_THE PROBLEM:_ Using the material that follows, identify and copy each line with the string "listed".

_DATASET:_
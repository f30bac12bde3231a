//! The contract a realtime tree store has to fulfil for live views.

use crate::error::Result;
use crate::query::Query;
use crate::snapshot::Snapshot;
use serde::{Deserialize, Serialize};

/// Detaches a listener. Calling it for a listener that has already gone away
/// (fired once, cancelled by an error) must be a no-op.
pub type Unlisten = Box<dyn FnOnce()>;

/// Receives the ordered children of a single-shot range read.
pub type RangeCallback = Box<dyn FnOnce(Result<Vec<Snapshot>>)>;

/// Receives child notifications of one kind for a query.
pub type ChildCallback = Box<dyn FnMut(Result<ChildNotification>)>;

/// Receives the whole value of a query whenever it changes.
pub type ValueCallback = Box<dyn FnMut(Result<Option<Snapshot>>)>;

/// The kinds of child listener a store offers.
#[derive(Debug, Clone, Copy, PartialEq, Eq, Hash, Serialize, Deserialize)]
#[serde(rename_all = "snake_case")]
pub enum ChildEventKind {
    Added,
    Changed,
    Removed,
}

/// One child-level notification as delivered by the store.
///
/// `snapshot` is mandatory by contract; it is optional here only so a
/// misbehaving store can be detected and reported as
/// [`Error::NullSnapshot`](crate::Error::NullSnapshot).
#[derive(Debug, Clone, PartialEq)]
pub struct ChildNotification {
    pub snapshot: Option<Snapshot>,
    /// Key of the child immediately before this one in query order; `None`
    /// for the first child. Always `None` for removals.
    pub preceding_key: Option<String>,
}

impl ChildNotification {
    pub fn new(snapshot: Snapshot, preceding_key: Option<String>) -> Self {
        ChildNotification {
            snapshot: Some(snapshot),
            preceding_key,
        }
    }
}

/// A subscribable tree store.
///
/// Every listening method returns an [`Unlisten`] that detaches the listener.
/// Callbacks run on the caller's single event loop; a store must not invoke a
/// callback while another callback of the same store is running.
///
/// Once a listener reports an `Err`, the store considers it cancelled and
/// never invokes it again.
pub trait ChangeSource {
    /// Read the ordered children of `query` once.
    fn once_range(&self, query: &Query, callback: RangeCallback) -> Unlisten;

    /// Listen for child notifications of `kind` within `query`.
    ///
    /// An added-listener is first told about every child already in the
    /// query's window, in order.
    fn on_child(&self, query: &Query, kind: ChildEventKind, callback: ChildCallback) -> Unlisten;

    /// Listen to the value of `query`, starting with its current value.
    fn on_value(&self, query: &Query, callback: ValueCallback) -> Unlisten;

    fn on_child_added(&self, query: &Query, callback: ChildCallback) -> Unlisten {
        self.on_child(query, ChildEventKind::Added, callback)
    }

    fn on_child_changed(&self, query: &Query, callback: ChildCallback) -> Unlisten {
        self.on_child(query, ChildEventKind::Changed, callback)
    }

    fn on_child_removed(&self, query: &Query, callback: ChildCallback) -> Unlisten {
        self.on_child(query, ChildEventKind::Removed, callback)
    }
}
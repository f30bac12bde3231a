//! Unordered change events for a query.

use crate::checkpoint::{self, LoadBuffer};
use crate::event::{EventFilter, MapEvent};
use crate::observable::Observable;
use crate::query::Query;
use crate::snapshot::Snapshot;
use crate::store::{ChangeSource, ChildEventKind};
use std::collections::BTreeMap;
use std::rc::Rc;

/// Normalizes the child callbacks of one query into a stream of
/// [`MapEvent`]s.
///
/// Follows the same checkpoint protocol as
/// [`ListEventStream`](crate::ListEventStream); the initial contents are keyed
/// instead of ordered and preceding keys are dropped.
pub struct MapEventStream;

impl MapEventStream {
    /// Create the event stream of `query` on `source`.
    pub fn create(
        source: Rc<dyn ChangeSource>,
        query: Query,
        filter: EventFilter,
    ) -> Observable<MapEvent> {
        checkpoint::stream::<MapBuffer>(source, query, filter)
    }
}

#[derive(Default)]
struct MapBuffer(BTreeMap<String, Snapshot>);

impl LoadBuffer for MapBuffer {
    type Event = MapEvent;

    fn added(&mut self, snapshot: Snapshot, _preceding_key: Option<&str>) {
        let key = snapshot.key().to_string();
        on_upserted(&mut self.0, &key, snapshot);
    }

    fn changed(&mut self, snapshot: Snapshot, _preceding_key: Option<&str>) {
        let key = snapshot.key().to_string();
        on_upserted(&mut self.0, &key, snapshot);
    }

    fn removed(&mut self, snapshot: &Snapshot) {
        on_deleted(&mut self.0, snapshot.key());
    }

    fn contains(&self, key: &str) -> bool {
        self.0.contains_key(key)
    }

    fn into_loaded(self) -> MapEvent {
        MapEvent::Loaded { map: self.0 }
    }

    fn child_event(
        kind: ChildEventKind,
        snapshot: Snapshot,
        _preceding_key: Option<String>,
    ) -> MapEvent {
        match kind {
            ChildEventKind::Added => MapEvent::Added { snapshot },
            ChildEventKind::Changed => MapEvent::Changed { snapshot },
            ChildEventKind::Removed => MapEvent::Removed { snapshot },
        }
    }
}

/// Insert or replace the value for `key`.
pub fn on_upserted<T>(map: &mut BTreeMap<String, T>, key: &str, value: T) {
    map.insert(key.to_string(), value);
}

/// Drop the value for `key`. Returns `true` if there was one.
pub fn on_deleted<T>(map: &mut BTreeMap<String, T>, key: &str) -> bool {
    map.remove(key).is_some()
}
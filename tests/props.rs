mod common;

use common::{keys, record};
use livefold::list_event::{on_added, on_removed};
use livefold::{select_key, select_keyed_value, ListView, MemoryStore, Query};
use proptest::prelude::*;
use serde_json::json;
use std::collections::HashSet;

#[derive(Debug, Clone)]
enum Op {
    Set(u8, u8),
    Remove(u8),
    Update(Vec<(u8, Option<u8>)>),
}

fn arb_op() -> impl Strategy<Value = Op> {
    prop_oneof![
        4 => (0u8..10, 0u8..6).prop_map(|(key, value)| Op::Set(key, value)),
        2 => (0u8..10).prop_map(Op::Remove),
        1 => proptest::collection::vec((0u8..10, proptest::option::of(0u8..6)), 1..4)
            .prop_map(Op::Update),
    ]
}

fn arb_query() -> impl Strategy<Value = Query> {
    prop_oneof![
        Just(Query::new("items")),
        Just(Query::new("items").order_by_value()),
        Just(Query::new("items").order_by_value().limit_to_first(4)),
        Just(Query::new("items").order_by_key().limit_to_last(3)),
    ]
}

fn key(n: u8) -> String {
    format!("k{n}")
}

fn apply(store: &MemoryStore, op: &Op) {
    match op {
        Op::Set(n, value) => store.set(&format!("items/{}", key(*n)), json!(value)),
        Op::Remove(n) => store.remove(&format!("items/{}", key(*n))),
        Op::Update(writes) => {
            let mut values = serde_json::Map::new();
            for (n, value) in writes {
                values.insert(key(*n), value.map_or(serde_json::Value::Null, |v| json!(v)));
            }
            store.update("items", serde_json::Value::Object(values));
        }
    }
}

// For any sequence of writes, a live list folded from child events matches a
// fresh read of the same query, with no duplicate keys.
proptest! {
    #[test]
    fn prop_list_view_matches_store(query in arb_query(), ops in proptest::collection::vec(arb_op(), 0..40)) {
        let store = MemoryStore::new();
        let recorder = record(&ListView::create(
            store.source(),
            query.clone(),
            select_keyed_value,
            select_key,
        ));
        store.flush();

        for op in &ops {
            apply(&store, op);
            store.flush();

            let list = recorder.last().unwrap();
            let listed = keys(&list);
            let expected: Vec<String> = store
                .read(&query)
                .iter()
                .map(|snapshot| snapshot.key().to_string())
                .collect();
            prop_assert_eq!(&listed, &expected);

            let unique: HashSet<&String> = listed.iter().collect();
            prop_assert_eq!(unique.len(), listed.len());
        }
        prop_assert!(recorder.error().is_none());
    }
}

// Inserting after an existing key and removing keys keeps every key unique.
proptest! {
    #[test]
    fn prop_ordering_keeps_keys_unique(ops in proptest::collection::vec((0u8..10, any::<bool>(), 0usize..10), 0..60)) {
        let mut elements: Vec<String> = Vec::new();
        for (n, insert, anchor) in ops {
            let element = key(n);
            on_removed(&mut elements, &element, |e: &String| e.clone());
            if insert {
                let preceding = elements.get(anchor).cloned();
                on_added(&mut elements, element.clone(), preceding.as_deref(), |e: &String| e.clone());
                let position = elements.iter().position(|e| *e == element).unwrap();
                match preceding {
                    Some(preceding) => prop_assert_eq!(&elements[position - 1], &preceding),
                    None => prop_assert_eq!(position, 0),
                }
            }
            let unique: HashSet<&String> = elements.iter().collect();
            prop_assert_eq!(unique.len(), elements.len());
        }
    }
}
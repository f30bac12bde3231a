//! Single-threaded push streams.
//!
//! Everything in this crate runs on one event loop: store callbacks, load-more
//! signals and consumer code all interleave on the same thread. Streams are
//! therefore built from `Rc`/`RefCell` rather than channels.
//!
//! - [`Observable`] is cold: each [`subscribe`](Observable::subscribe) runs its
//!   producer afresh with its own state.
//! - [`Subscriber`] is the producer's handle. It drops emissions after the
//!   stream has ended and runs registered teardown actions exactly once.
//! - [`Subscription`] is the consumer's handle. Unsubscribing is idempotent
//!   and happens automatically on drop.
//! - [`Subject`] is a hot multicast source, typically used as a "load more"
//!   signal.
//!
//! Notifications raised while the same subscriber is already delivering one
//! (an observer that triggers its own upstream) are queued and delivered in
//! order once the current delivery returns.

use crate::error::Error;
use std::cell::{Cell, RefCell};
use std::collections::VecDeque;
use std::rc::{Rc, Weak};

/// An action run when a stream ends or is unsubscribed.
pub type Teardown = Box<dyn FnOnce()>;

/// One notification delivered to an observer.
#[derive(Debug, Clone, PartialEq)]
pub enum Notification<T> {
    Next(T),
    Error(Error),
    Complete,
}

/// Receives the notifications of a stream.
///
/// After `error` or `complete` nothing else is delivered.
///
/// Any `FnMut(Notification<T>)` closure is an observer:
///
/// ```
/// use livefold::{Notification, Observable};
/// use std::cell::RefCell;
/// use std::rc::Rc;
///
/// let seen = Rc::new(RefCell::new(Vec::new()));
/// let sink = seen.clone();
/// let numbers = Observable::new(|subscriber| {
///     subscriber.next(1);
///     subscriber.next(2);
///     subscriber.complete();
/// });
/// let _subscription = numbers
///     .map(|n| n * 10)
///     .subscribe(move |notification| sink.borrow_mut().push(notification));
///
/// assert_eq!(
///     *seen.borrow(),
///     vec![Notification::Next(10), Notification::Next(20), Notification::Complete]
/// );
/// ```
pub trait Observer<T> {
    fn next(&mut self, value: T);
    fn error(&mut self, error: Error);
    fn complete(&mut self);
}

impl<T, F> Observer<T> for F
where
    F: FnMut(Notification<T>),
{
    fn next(&mut self, value: T) {
        self(Notification::Next(value))
    }

    fn error(&mut self, error: Error) {
        self(Notification::Error(error))
    }

    fn complete(&mut self) {
        self(Notification::Complete)
    }
}

struct Shared<T> {
    closed: Cell<bool>,
    delivering: Cell<bool>,
    queue: RefCell<VecDeque<Notification<T>>>,
    observer: RefCell<Box<dyn Observer<T>>>,
    teardowns: RefCell<Vec<Teardown>>,
}

impl<T> Shared<T> {
    fn push(&self, notification: Notification<T>) {
        self.queue.borrow_mut().push_back(notification);
        if self.delivering.replace(true) {
            return;
        }
        loop {
            let next = self.queue.borrow_mut().pop_front();
            let Some(notification) = next else {
                break;
            };
            let mut observer = self.observer.borrow_mut();
            match notification {
                Notification::Next(value) => observer.next(value),
                Notification::Error(error) => observer.error(error),
                Notification::Complete => observer.complete(),
            }
        }
        self.delivering.set(false);
    }

    fn run_teardowns(&self) {
        loop {
            let batch = std::mem::take(&mut *self.teardowns.borrow_mut());
            if batch.is_empty() {
                break;
            }
            for teardown in batch {
                teardown();
            }
        }
    }
}

trait Close {
    fn close(&self);
    fn is_closed(&self) -> bool;
}

impl<T> Close for Shared<T> {
    fn close(&self) {
        if self.closed.replace(true) {
            return;
        }
        self.queue.borrow_mut().clear();
        self.run_teardowns();
    }

    fn is_closed(&self) -> bool {
        self.closed.get()
    }
}

/// Producer-side handle of one subscription.
///
/// Cloning yields another handle to the same subscription, so a producer can
/// hand it to every callback that may emit.
pub struct Subscriber<T> {
    shared: Rc<Shared<T>>,
}

impl<T> Clone for Subscriber<T> {
    fn clone(&self) -> Self {
        Subscriber {
            shared: self.shared.clone(),
        }
    }
}

impl<T: 'static> Subscriber<T> {
    fn new(observer: Box<dyn Observer<T>>) -> Self {
        Subscriber {
            shared: Rc::new(Shared {
                closed: Cell::new(false),
                delivering: Cell::new(false),
                queue: RefCell::new(VecDeque::new()),
                observer: RefCell::new(observer),
                teardowns: RefCell::new(Vec::new()),
            }),
        }
    }

    /// Emit a value. Ignored once the stream has ended.
    pub fn next(&self, value: T) {
        if self.shared.closed.get() {
            return;
        }
        self.shared.push(Notification::Next(value));
    }

    /// End the stream with `error`, then run the teardown actions.
    pub fn error(&self, error: Error) {
        if self.shared.closed.replace(true) {
            return;
        }
        log::warn!("stream ended with error: {error}");
        self.shared.push(Notification::Error(error));
        self.shared.run_teardowns();
    }

    /// End the stream normally, then run the teardown actions.
    pub fn complete(&self) {
        if self.shared.closed.replace(true) {
            return;
        }
        self.shared.push(Notification::Complete);
        self.shared.run_teardowns();
    }

    /// Returns `true` once the stream has ended or been unsubscribed.
    pub fn is_closed(&self) -> bool {
        self.shared.closed.get()
    }

    /// Register an action to run when the stream ends. Runs immediately if it
    /// already has.
    pub fn add(&self, teardown: impl FnOnce() + 'static) {
        if self.shared.closed.get() {
            teardown();
        } else {
            self.shared.teardowns.borrow_mut().push(Box::new(teardown));
        }
    }

    /// Tie an inner subscription's lifetime to this stream.
    pub fn add_subscription(&self, subscription: Subscription) {
        self.add(move || drop(subscription));
    }
}

/// Consumer-side handle of one subscription.
///
/// Dropping it unsubscribes; keep it alive for as long as the stream should
/// run.
#[must_use = "dropping a Subscription unsubscribes immediately"]
pub struct Subscription {
    handle: Option<Rc<dyn Close>>,
}

impl Subscription {
    /// A subscription that is already closed.
    pub fn closed() -> Self {
        Subscription { handle: None }
    }

    /// Stop the stream and run its teardown actions. Idempotent.
    pub fn unsubscribe(&mut self) {
        if let Some(handle) = self.handle.take() {
            handle.close();
        }
    }

    /// Returns `true` once the stream has ended or been unsubscribed.
    pub fn is_closed(&self) -> bool {
        self.handle.as_ref().is_none_or(|handle| handle.is_closed())
    }
}

impl Drop for Subscription {
    fn drop(&mut self) {
        self.unsubscribe();
    }
}

impl std::fmt::Debug for Subscription {
    fn fmt(&self, f: &mut std::fmt::Formatter<'_>) -> std::fmt::Result {
        f.debug_struct("Subscription")
            .field("closed", &self.is_closed())
            .finish()
    }
}

/// A cold stream: each subscription runs the producer with a fresh
/// [`Subscriber`].
pub struct Observable<T> {
    producer: Rc<dyn Fn(&Subscriber<T>)>,
}

impl<T> Clone for Observable<T> {
    fn clone(&self) -> Self {
        Observable {
            producer: self.producer.clone(),
        }
    }
}

impl<T: 'static> Observable<T> {
    /// Create a stream from a producer. The producer emits through the
    /// subscriber and registers its teardown actions with
    /// [`Subscriber::add`].
    pub fn new(producer: impl Fn(&Subscriber<T>) + 'static) -> Self {
        Observable {
            producer: Rc::new(producer),
        }
    }

    /// Run the producer, delivering every notification to `on_notification`.
    pub fn subscribe(&self, on_notification: impl FnMut(Notification<T>) + 'static) -> Subscription {
        self.subscribe_with(on_notification)
    }

    /// Run the producer for `observer`.
    pub fn subscribe_with(&self, observer: impl Observer<T> + 'static) -> Subscription {
        let subscriber = Subscriber::new(Box::new(observer));
        (self.producer)(&subscriber);
        let handle: Rc<dyn Close> = subscriber.shared;
        Subscription {
            handle: Some(handle),
        }
    }

    /// Transform every emitted value.
    pub fn map<U: 'static>(self, f: impl Fn(T) -> U + 'static) -> Observable<U> {
        let f = Rc::new(f);
        Observable::new(move |downstream: &Subscriber<U>| {
            let f = f.clone();
            let sink = downstream.clone();
            let upstream = self.subscribe(move |notification| match notification {
                Notification::Next(value) => sink.next(f(value)),
                Notification::Error(error) => sink.error(error),
                Notification::Complete => sink.complete(),
            });
            downstream.add_subscription(upstream);
        })
    }
}

struct SubjectState<T> {
    observers: Vec<(u64, Subscriber<T>)>,
    next_id: u64,
    stopped: Option<Option<Error>>,
}

/// A hot stream that multicasts whatever is pushed into it.
///
/// Subscribers only see values pushed after they subscribed. Once completed or
/// errored, late subscribers receive the terminal notification immediately.
///
/// ```
/// use livefold::{Notification, Subject};
/// use std::cell::RefCell;
/// use std::rc::Rc;
///
/// let signal = Subject::new();
/// let seen = Rc::new(RefCell::new(Vec::new()));
/// let sink = seen.clone();
/// let subscription = signal
///     .as_observable()
///     .subscribe(move |notification| sink.borrow_mut().push(notification));
///
/// signal.next(());
/// assert_eq!(signal.observer_count(), 1);
/// drop(subscription);
/// assert_eq!(signal.observer_count(), 0);
/// assert_eq!(*seen.borrow(), vec![Notification::Next(())]);
/// ```
pub struct Subject<T> {
    state: Rc<RefCell<SubjectState<T>>>,
}

impl<T> Clone for Subject<T> {
    fn clone(&self) -> Self {
        Subject {
            state: self.state.clone(),
        }
    }
}

impl<T: Clone + 'static> Default for Subject<T> {
    fn default() -> Self {
        Self::new()
    }
}

impl<T: Clone + 'static> Subject<T> {
    pub fn new() -> Self {
        Subject {
            state: Rc::new(RefCell::new(SubjectState {
                observers: Vec::new(),
                next_id: 1,
                stopped: None,
            })),
        }
    }

    /// Push `value` to every current subscriber.
    pub fn next(&self, value: T) {
        let observers: Vec<Subscriber<T>> = self
            .state
            .borrow()
            .observers
            .iter()
            .map(|(_, subscriber)| subscriber.clone())
            .collect();
        for subscriber in observers {
            subscriber.next(value.clone());
        }
    }

    /// End every current and future subscription with `error`.
    pub fn error(&self, error: Error) {
        for subscriber in self.stop(Some(error.clone())) {
            subscriber.error(error.clone());
        }
    }

    /// Complete every current and future subscription.
    pub fn complete(&self) {
        for subscriber in self.stop(None) {
            subscriber.complete();
        }
    }

    /// Number of live subscriptions.
    pub fn observer_count(&self) -> usize {
        self.state.borrow().observers.len()
    }

    /// A stream view of this subject.
    pub fn as_observable(&self) -> Observable<T> {
        let state = self.state.clone();
        Observable::new(move |subscriber: &Subscriber<T>| {
            let stopped = state.borrow().stopped.clone();
            match stopped {
                Some(Some(error)) => return subscriber.error(error),
                Some(None) => return subscriber.complete(),
                None => {}
            }
            let id = {
                let mut state = state.borrow_mut();
                let id = state.next_id;
                state.next_id += 1;
                state.observers.push((id, subscriber.clone()));
                id
            };
            let weak: Weak<RefCell<SubjectState<T>>> = Rc::downgrade(&state);
            subscriber.add(move || {
                if let Some(state) = weak.upgrade() {
                    state.borrow_mut().observers.retain(|(other, _)| *other != id);
                }
            });
        })
    }

    fn stop(&self, error: Option<Error>) -> Vec<Subscriber<T>> {
        let mut state = self.state.borrow_mut();
        if state.stopped.is_some() {
            return Vec::new();
        }
        state.stopped = Some(error);
        std::mem::take(&mut state.observers)
            .into_iter()
            .map(|(_, subscriber)| subscriber)
            .collect()
    }
}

_WRITTEN ANSWER:_
            let listed = keys(&list);
            prop_assert_eq!(&listed, &expected);
            let unique: HashSet<&String> = listed.iter().collect();
            prop_assert_eq!(unique.len(), listed.len());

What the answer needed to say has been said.